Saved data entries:
----------------------------------------

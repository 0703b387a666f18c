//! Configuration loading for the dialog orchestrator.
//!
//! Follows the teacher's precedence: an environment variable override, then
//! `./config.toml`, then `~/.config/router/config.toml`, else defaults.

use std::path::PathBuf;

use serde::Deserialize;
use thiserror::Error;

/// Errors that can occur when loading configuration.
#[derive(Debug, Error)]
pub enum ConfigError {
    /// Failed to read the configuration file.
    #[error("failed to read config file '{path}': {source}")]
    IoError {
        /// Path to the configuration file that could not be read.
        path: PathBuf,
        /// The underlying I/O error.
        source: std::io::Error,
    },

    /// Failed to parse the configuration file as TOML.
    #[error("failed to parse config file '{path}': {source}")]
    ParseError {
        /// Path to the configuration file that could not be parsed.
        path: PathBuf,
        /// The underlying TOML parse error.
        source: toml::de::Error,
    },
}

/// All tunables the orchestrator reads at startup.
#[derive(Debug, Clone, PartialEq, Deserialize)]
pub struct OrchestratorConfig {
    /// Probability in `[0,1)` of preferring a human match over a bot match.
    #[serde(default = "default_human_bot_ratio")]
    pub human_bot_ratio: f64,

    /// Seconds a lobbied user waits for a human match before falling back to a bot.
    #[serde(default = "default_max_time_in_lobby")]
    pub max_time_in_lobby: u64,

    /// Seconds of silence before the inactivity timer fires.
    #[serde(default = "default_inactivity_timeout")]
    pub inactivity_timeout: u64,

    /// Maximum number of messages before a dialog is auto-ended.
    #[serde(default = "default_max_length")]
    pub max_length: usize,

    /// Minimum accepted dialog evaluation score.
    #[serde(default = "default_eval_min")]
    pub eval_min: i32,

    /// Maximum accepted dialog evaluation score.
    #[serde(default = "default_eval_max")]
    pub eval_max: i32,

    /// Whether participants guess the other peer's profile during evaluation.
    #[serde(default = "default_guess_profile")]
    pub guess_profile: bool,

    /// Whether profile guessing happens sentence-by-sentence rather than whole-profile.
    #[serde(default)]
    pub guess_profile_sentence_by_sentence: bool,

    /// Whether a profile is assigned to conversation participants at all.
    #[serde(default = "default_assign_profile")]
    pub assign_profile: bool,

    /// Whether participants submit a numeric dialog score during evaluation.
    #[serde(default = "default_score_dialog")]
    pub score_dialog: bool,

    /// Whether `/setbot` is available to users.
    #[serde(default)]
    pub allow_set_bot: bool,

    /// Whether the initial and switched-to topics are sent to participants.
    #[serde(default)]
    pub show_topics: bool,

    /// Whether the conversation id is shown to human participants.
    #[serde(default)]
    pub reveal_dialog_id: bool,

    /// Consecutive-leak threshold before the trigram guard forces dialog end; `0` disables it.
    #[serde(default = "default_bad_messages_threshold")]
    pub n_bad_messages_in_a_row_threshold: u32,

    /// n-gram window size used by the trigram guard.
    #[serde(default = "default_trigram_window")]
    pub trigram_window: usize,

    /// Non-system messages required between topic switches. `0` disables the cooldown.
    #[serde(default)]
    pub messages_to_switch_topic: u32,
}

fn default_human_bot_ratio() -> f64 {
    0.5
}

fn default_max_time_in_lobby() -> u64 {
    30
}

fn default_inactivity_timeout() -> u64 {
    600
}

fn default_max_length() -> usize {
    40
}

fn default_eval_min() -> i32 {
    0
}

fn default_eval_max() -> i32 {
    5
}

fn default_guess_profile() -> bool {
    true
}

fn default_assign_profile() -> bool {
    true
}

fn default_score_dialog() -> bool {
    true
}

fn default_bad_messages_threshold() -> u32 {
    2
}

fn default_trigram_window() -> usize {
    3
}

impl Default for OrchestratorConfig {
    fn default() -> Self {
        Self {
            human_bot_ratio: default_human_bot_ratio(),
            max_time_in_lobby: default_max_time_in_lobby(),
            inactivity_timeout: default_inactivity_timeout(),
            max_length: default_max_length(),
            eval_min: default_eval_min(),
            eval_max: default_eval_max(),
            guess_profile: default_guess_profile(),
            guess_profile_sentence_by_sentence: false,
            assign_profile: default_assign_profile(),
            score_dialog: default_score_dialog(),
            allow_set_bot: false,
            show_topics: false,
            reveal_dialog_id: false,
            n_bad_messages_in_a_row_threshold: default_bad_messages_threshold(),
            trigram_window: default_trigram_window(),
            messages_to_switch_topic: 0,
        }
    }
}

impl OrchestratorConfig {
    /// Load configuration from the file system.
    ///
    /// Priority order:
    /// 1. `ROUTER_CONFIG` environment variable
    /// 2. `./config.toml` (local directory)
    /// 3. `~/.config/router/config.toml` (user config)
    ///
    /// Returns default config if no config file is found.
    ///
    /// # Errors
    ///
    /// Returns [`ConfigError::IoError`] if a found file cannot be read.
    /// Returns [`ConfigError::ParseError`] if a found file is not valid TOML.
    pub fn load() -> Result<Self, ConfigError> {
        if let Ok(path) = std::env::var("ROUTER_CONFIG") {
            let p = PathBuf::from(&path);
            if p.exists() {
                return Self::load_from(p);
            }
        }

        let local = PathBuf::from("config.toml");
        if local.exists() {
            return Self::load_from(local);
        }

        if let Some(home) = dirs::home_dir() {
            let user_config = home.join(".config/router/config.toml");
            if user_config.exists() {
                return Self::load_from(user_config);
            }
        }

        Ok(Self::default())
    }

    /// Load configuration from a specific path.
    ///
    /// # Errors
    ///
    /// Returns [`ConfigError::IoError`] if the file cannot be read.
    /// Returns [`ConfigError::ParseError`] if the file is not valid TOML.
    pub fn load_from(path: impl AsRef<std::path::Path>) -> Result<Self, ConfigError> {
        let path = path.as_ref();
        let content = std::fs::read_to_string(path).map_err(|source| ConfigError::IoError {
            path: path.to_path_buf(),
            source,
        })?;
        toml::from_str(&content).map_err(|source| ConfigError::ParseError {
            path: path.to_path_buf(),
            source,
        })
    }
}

----------------------------------------

__What is required__
One inclusive range is required: first line of the data through the line containing "use thiserror::Error;". Set it down exactly and output nothing else.

__Solution for this exercise__
repository 0703b387a666f18c
//! Configuration loading for the dialog orchestrator.
//!
//! Follows the teacher's precedence: an environment variable override, then
//! `./config.toml`, then `~/.config/router/config.toml`, else defaults.

use std::path::PathBuf;

use serde::Deserialize;
use thiserror::Error;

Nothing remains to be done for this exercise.